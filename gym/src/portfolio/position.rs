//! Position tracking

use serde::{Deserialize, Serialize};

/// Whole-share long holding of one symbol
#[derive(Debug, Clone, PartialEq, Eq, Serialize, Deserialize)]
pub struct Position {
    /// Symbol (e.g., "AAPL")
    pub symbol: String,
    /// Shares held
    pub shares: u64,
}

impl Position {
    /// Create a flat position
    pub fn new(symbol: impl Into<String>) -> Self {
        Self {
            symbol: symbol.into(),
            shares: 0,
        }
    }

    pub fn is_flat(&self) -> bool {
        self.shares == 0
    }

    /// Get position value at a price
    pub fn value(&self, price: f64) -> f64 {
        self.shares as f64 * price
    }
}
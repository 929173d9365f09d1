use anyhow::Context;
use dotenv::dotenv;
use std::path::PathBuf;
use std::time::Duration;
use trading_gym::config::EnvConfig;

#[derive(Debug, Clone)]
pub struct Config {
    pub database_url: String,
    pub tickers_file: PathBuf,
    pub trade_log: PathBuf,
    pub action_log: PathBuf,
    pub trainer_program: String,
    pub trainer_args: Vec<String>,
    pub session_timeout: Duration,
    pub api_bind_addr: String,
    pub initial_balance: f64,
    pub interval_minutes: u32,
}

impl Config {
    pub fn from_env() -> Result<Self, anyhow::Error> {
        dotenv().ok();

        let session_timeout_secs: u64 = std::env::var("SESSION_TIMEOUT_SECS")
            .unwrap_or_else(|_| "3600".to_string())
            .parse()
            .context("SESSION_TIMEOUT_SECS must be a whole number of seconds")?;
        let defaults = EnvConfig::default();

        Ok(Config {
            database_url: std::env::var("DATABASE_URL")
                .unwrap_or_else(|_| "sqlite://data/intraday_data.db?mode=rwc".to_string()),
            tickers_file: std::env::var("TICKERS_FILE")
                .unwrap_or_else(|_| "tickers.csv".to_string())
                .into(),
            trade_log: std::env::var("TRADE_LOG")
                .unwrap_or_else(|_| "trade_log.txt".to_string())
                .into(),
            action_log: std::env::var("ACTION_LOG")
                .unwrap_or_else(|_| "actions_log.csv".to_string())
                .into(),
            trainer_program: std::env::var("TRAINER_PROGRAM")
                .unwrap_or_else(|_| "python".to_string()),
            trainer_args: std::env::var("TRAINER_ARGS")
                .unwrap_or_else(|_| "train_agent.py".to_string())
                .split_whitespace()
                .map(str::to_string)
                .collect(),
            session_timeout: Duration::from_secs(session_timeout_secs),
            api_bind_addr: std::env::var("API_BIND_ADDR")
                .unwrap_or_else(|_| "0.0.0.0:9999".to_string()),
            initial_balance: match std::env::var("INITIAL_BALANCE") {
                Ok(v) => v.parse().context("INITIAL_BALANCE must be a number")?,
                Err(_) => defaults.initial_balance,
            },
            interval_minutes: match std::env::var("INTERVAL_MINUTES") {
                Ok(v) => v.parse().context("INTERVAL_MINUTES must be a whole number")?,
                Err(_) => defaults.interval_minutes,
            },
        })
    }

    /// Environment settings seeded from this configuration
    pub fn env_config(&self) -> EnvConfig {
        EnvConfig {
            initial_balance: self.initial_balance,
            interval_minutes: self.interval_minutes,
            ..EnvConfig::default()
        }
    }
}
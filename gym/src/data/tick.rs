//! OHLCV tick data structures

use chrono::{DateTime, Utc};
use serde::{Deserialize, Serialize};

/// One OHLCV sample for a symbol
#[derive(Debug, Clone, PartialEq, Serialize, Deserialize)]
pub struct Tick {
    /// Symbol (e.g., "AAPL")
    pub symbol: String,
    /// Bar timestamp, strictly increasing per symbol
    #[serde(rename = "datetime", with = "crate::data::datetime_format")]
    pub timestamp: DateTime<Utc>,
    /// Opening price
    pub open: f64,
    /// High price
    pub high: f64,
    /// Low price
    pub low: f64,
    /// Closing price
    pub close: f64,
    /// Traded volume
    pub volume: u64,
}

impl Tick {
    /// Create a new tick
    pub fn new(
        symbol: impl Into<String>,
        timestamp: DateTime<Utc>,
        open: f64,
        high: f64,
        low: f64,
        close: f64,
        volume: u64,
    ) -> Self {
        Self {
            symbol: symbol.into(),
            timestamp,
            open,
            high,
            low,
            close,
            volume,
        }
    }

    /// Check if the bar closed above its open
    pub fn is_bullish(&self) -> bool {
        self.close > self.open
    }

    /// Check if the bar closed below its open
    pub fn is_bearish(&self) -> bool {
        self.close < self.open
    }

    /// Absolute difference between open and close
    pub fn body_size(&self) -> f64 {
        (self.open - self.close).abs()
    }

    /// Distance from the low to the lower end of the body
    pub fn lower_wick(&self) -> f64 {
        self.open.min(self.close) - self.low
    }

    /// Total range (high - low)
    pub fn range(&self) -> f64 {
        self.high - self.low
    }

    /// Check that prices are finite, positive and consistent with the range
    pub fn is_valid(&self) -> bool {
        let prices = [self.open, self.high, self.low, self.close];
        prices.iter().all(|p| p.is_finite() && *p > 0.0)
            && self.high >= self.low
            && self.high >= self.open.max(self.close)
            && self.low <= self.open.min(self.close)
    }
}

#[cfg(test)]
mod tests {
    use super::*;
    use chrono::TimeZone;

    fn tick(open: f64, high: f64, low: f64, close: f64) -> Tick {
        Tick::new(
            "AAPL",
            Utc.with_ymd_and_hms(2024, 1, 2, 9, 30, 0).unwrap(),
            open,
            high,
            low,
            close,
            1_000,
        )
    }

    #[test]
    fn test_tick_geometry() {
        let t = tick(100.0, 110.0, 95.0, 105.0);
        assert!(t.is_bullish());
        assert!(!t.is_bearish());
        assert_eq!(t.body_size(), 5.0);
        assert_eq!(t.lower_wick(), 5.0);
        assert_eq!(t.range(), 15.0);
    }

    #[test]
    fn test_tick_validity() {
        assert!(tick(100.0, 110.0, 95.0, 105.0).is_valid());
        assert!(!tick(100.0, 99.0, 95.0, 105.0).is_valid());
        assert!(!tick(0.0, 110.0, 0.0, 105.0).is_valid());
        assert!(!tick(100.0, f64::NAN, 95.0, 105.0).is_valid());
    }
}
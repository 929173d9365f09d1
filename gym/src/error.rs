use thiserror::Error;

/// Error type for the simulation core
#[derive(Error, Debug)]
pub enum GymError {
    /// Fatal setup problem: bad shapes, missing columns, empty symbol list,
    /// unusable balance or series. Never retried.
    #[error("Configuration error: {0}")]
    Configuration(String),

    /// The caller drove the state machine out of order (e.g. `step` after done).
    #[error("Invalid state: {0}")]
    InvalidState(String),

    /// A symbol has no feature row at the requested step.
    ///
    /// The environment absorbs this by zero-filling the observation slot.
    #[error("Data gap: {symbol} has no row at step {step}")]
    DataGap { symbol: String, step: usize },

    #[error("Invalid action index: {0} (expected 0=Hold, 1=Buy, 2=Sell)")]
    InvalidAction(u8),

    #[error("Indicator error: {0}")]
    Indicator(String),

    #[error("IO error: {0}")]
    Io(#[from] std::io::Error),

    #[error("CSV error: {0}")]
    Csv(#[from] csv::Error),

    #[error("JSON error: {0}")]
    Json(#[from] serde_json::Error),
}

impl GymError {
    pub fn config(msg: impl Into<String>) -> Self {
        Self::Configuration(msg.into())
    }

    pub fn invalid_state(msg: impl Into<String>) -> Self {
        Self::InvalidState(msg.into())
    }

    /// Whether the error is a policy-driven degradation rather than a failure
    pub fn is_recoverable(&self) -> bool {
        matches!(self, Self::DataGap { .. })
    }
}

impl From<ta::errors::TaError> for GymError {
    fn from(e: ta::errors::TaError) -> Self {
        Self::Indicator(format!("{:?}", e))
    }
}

━━━━━━

**Action item**
Set out exactly the lines from the one bearing "assert_eq!(t.lower_wick(), 5.0);" through the end of the data, including both ends and omitting all others.

**Response below**
        assert_eq!(t.lower_wick(), 5.0);
        assert_eq!(t.range(), 15.0);
    }

    #[test]
    fn test_tick_validity() {
        assert!(tick(100.0, 110.0, 95.0, 105.0).is_valid());
        assert!(!tick(100.0, 99.0, 95.0, 105.0).is_valid());
        assert!(!tick(0.0, 110.0, 0.0, 105.0).is_valid());
        assert!(!tick(100.0, f64::NAN, 95.0, 105.0).is_valid());
    }
}
repository 929173d9365f09d1
filename gym/src/error.rs
use thiserror::Error;

/// Error type for the simulation core
#[derive(Error, Debug)]
pub enum GymError {
    /// Fatal setup problem: bad shapes, missing columns, empty symbol list,
    /// unusable balance or series. Never retried.
    #[error("Configuration error: {0}")]
    Configuration(String),

    /// The caller drove the state machine out of order (e.g. `step` after done).
    #[error("Invalid state: {0}")]
    InvalidState(String),

    /// A symbol has no feature row at the requested step.
    ///
    /// The environment absorbs this by zero-filling the observation slot.
    #[error("Data gap: {symbol} has no row at step {step}")]
    DataGap { symbol: String, step: usize },

    #[error("Invalid action index: {0} (expected 0=Hold, 1=Buy, 2=Sell)")]
    InvalidAction(u8),

    #[error("Indicator error: {0}")]
    Indicator(String),

    #[error("IO error: {0}")]
    Io(#[from] std::io::Error),

    #[error("CSV error: {0}")]
    Csv(#[from] csv::Error),

    #[error("JSON error: {0}")]
    Json(#[from] serde_json::Error),
}

impl GymError {
    pub fn config(msg: impl Into<String>) -> Self {
        Self::Configuration(msg.into())
    }

    pub fn invalid_state(msg: impl Into<String>) -> Self {
        Self::InvalidState(msg.into())
    }

    /// Whether the error is a policy-driven degradation rather than a failure
    pub fn is_recoverable(&self) -> bool {
        matches!(self, Self::DataGap { .. })
    }
}

impl From<ta::errors::TaError> for GymError {
    fn from(e: ta::errors::TaError) -> Self {
        Self::Indicator(format!("{:?}", e))
    }
}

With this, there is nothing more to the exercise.